- WHAT YOU NEED TO DO:
Among the lines of the material, copy those that hold the string "entries".

━━━━━ RECORD EXTRACTS

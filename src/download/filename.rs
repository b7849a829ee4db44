//! Destination filename building, length budgeting and existing-file lookup.
//!
//! Layout: `[prefix]<id>[_(<score>)][_<title>][_(<tags>)][_<quality>]<ext>`, each
//! bracketed part controlled by a [`NamingFlags`] bit.

use std::path::{Path, PathBuf};

use regex::Regex;
use tracing::debug;
use url::Url;

use super::constants::{DEFAULT_EXTENSION, MAX_FULL_PATH_LEN, TAG_SEPARATOR};
use crate::config::NamingFlags;
use crate::queue::ItemId;

/// Two underscores, two brackets and the longest quality label.
const EXTRA_LEN: usize = 2 + 2 + 5;

/// Placeholder tag segment for items without tags.
const NO_TAGS: &str = "no_tags";

/// Inputs for [`build_filename`].
#[derive(Debug, Clone, Copy)]
pub struct FilenameParts<'a> {
    /// Item id.
    pub id: ItemId,
    /// Raw title.
    pub title: &'a str,
    /// Sorted tags.
    pub tags: &'a [String],
    /// Score, when known.
    pub score: Option<i64>,
    /// Rating percentage, when known.
    pub rating: Option<u8>,
    /// Selected quality.
    pub quality: &'a str,
    /// Transfer link (extension source).
    pub link: &'a str,
}

/// Builds the destination filename so that `<folder>/<filename>` fits in
/// [`MAX_FULL_PATH_LEN`] characters.
///
/// The tag segment is cut at the rightmost separator until the path fits; if no
/// tag segment remains and the path is still too long, the leading id/score/title
/// part is truncated directly.
#[must_use]
pub fn build_filename(parts: &FilenameParts<'_>, folder: &Path, flags: NamingFlags, prefix: &str) -> String {
    let folder_len = folder.to_string_lossy().chars().count() + 1;
    let ext = extension_from_url(parts.link);

    let mut head = String::new();
    if flags.contains(NamingFlags::PREFIX) {
        head.push_str(prefix);
    }
    head.push_str(&parts.id.to_string());
    if flags.contains(NamingFlags::SCORE) {
        head.push_str(&format!("_({})", score_segment(parts.score, parts.rating)));
    }
    let title = sanitize_filename_component(parts.title);
    if flags.contains(NamingFlags::TITLE) && !title.is_empty() {
        head.push('_');
        head.push_str(&title);
    }

    let budget = |used: usize| MAX_FULL_PATH_LEN.saturating_sub(folder_len + used + ext.len() + EXTRA_LEN);

    let mut tags = if flags.contains(NamingFlags::TAGS) {
        tag_segment(parts.tags)
    } else {
        String::new()
    };
    while tags.chars().count() > budget(head.chars().count()) {
        let cut = tags.rfind(TAG_SEPARATOR).unwrap_or(0);
        tags.truncate(cut);
    }
    if !tags.is_empty() {
        head.push_str(&format!("_({tags})"));
    } else if head.chars().count() > budget(0) {
        head = head.chars().take(budget(0)).collect();
    }
    let head = head.trim();

    let quality = if flags.contains(NamingFlags::QUALITY) {
        format!("_{}", parts.quality)
    } else {
        String::new()
    };

    format!("{head}{quality}{ext}")
}

/// Formats the score/rating segment: `+12, 85%`, `+12`, `85%` or `unk`.
#[must_use]
pub fn score_segment(score: Option<i64>, rating: Option<u8>) -> String {
    match (score, rating) {
        (Some(score), Some(rating)) => format!("{}, {rating}%", signed(score)),
        (Some(score), None) => signed(score),
        (None, Some(rating)) => format!("{rating}%"),
        (None, None) => "unk".to_string(),
    }
}

fn signed(score: i64) -> String {
    if score >= 0 {
        format!("+{score}")
    } else {
        score.to_string()
    }
}

fn tag_segment(tags: &[String]) -> String {
    if tags.is_empty() {
        return NO_TAGS.to_string();
    }
    tags.iter()
        .map(|tag| sanitize_filename_component(tag))
        .filter(|tag| !tag.is_empty())
        .collect::<Vec<_>>()
        .join(&TAG_SEPARATOR.to_string())
}

/// Returns the lowercase extension (with leading dot) of the link's last path
/// segment, or `.mp4`.
#[must_use]
pub fn extension_from_url(url: &str) -> String {
    let from_url = || {
        let parsed = Url::parse(url).ok()?;
        let last_segment = parsed.path_segments()?.next_back()?;
        let dot_index = last_segment.rfind('.')?;
        let ext = &last_segment[dot_index..];
        if ext.len() <= 1 || ext.len() > 6 || !ext[1..].chars().all(|c| c.is_ascii_alphanumeric()) {
            return None;
        }
        Some(ext.to_lowercase())
    };
    from_url().unwrap_or_else(|| format!(".{DEFAULT_EXTENSION}"))
}

/// Replaces path-hostile characters with `_`, collapsing runs.
#[must_use]
pub fn sanitize_filename_component(value: &str) -> String {
    let mut out = String::new();
    let mut prev_sep = false;
    for ch in value.chars() {
        let mapped = match ch {
            '/' | '\\' | ':' | '*' | '?' | '"' | '<' | '>' | '|' | '\'' => '_',
            c if c.is_whitespace() || c.is_control() => '_',
            c if c.is_alphanumeric() || matches!(c, '-' | '_' | '.' | ',' | '(' | ')' | '+' | '%') => c,
            _ => '_',
        };
        if mapped == '_' {
            if !prev_sep {
                out.push('_');
                prev_sep = true;
            }
        } else {
            out.push(mapped);
            prev_sep = false;
        }
    }
    out.trim_matches(|c| c == '_' || c == '.').to_string()
}

/// Builds the pattern recognizing any stored file of `id` (and `quality`, when
/// the quality flag is on) regardless of title or tag rendering.
///
/// # Errors
///
/// Returns a regex build error; the inputs are escaped so this does not happen
/// in practice.
pub fn existing_file_pattern(
    id: ItemId,
    quality: &str,
    flags: NamingFlags,
    prefix: &str,
) -> Result<Regex, regex::Error> {
    Regex::new(&stored_name_pattern(&id.to_string(), quality, flags, prefix))
}

fn stored_name_pattern(id: &str, quality: &str, flags: NamingFlags, prefix: &str) -> String {
    let prefix = regex::escape(prefix);
    if flags.contains(NamingFlags::QUALITY) {
        let quality = regex::escape(quality);
        format!(r"^(?:{prefix})?{id}(?:_.*)?_{quality}\.[A-Za-z0-9]+$")
    } else {
        format!(r"^(?:{prefix})?{id}(?:_.*)?\.[A-Za-z0-9]+$")
    }
}

/// Drops ids that already have a stored file in `base` or its direct
/// subfolders, keeping the order of the rest.
///
/// One directory listing serves every id, so this runs before any network
/// call. Returns the remaining ids and how many were dropped.
///
/// # Errors
///
/// Returns a regex build error; see [`existing_file_pattern`].
pub fn prefilter_stored(
    ids: &[ItemId],
    base: &Path,
    quality: &str,
    flags: NamingFlags,
    prefix: &str,
) -> Result<(Vec<ItemId>, usize), regex::Error> {
    let pattern = Regex::new(&stored_name_pattern(r"(\d+)", quality, flags, prefix))?;
    let stored: std::collections::HashSet<ItemId> = listing_dirs(base)
        .iter()
        .flat_map(|dir| files_in(dir))
        .filter_map(|path| {
            let name = path.file_name()?.to_str()?.to_string();
            pattern.captures(&name)?.get(1)?.as_str().parse::<ItemId>().ok()
        })
        .collect();
    let remaining: Vec<ItemId> = ids.iter().copied().filter(|id| !stored.contains(id)).collect();
    let removed = ids.len() - remaining.len();
    debug!(removed, remaining = remaining.len(), "prefiltered stored items");
    Ok((remaining, removed))
}

/// `base` followed by its direct subfolders, sorted.
fn listing_dirs(base: &Path) -> Vec<PathBuf> {
    let mut dirs = vec![base.to_path_buf()];
    if let Ok(entries) = std::fs::read_dir(base) {
        let mut subdirs: Vec<PathBuf> = entries
            .filter_map(Result::ok)
            .map(|e| e.path())
            .filter(|p| p.is_dir())
            .collect();
        subdirs.sort();
        dirs.extend(subdirs);
    }
    dirs
}

/// Sorted regular files directly inside `dir`.
fn files_in(dir: &Path) -> Vec<PathBuf> {
    let Ok(entries) = std::fs::read_dir(dir) else {
        return Vec::new();
    };
    let mut files: Vec<PathBuf> = entries
        .filter_map(Result::ok)
        .map(|e| e.path())
        .filter(|p| p.is_file())
        .collect();
    files.sort();
    files
}

/// Looks for a stored file matching `pattern` in `base` and its direct subfolders.
///
/// `preferred` is returned when it exists and matches, so an exact hit wins
/// over a similar one elsewhere.
#[must_use]
pub fn find_existing_file(base: &Path, pattern: &Regex, preferred: &Path) -> Option<PathBuf> {
    if preferred.is_file()
        && preferred
            .file_name()
            .and_then(|n| n.to_str())
            .is_some_and(|n| pattern.is_match(n))
    {
        return Some(preferred.to_path_buf());
    }

    for dir in listing_dirs(base) {
        if let Some(found) = files_in(&dir).into_iter().find(|p| {
            p.file_name()
                .and_then(|n| n.to_str())
                .is_some_and(|n| pattern.is_match(n))
        }) {
            debug!(path = %found.display(), "found existing file");
            return Some(found);
        }
    }
    None
}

━━━━━━━━━━

- EXERCISE RESULT:
    if let Ok(entries) = std::fs::read_dir(base) {
        let mut subdirs: Vec<PathBuf> = entries
    let Ok(entries) = std::fs::read_dir(dir) else {
    let mut files: Vec<PathBuf> = entries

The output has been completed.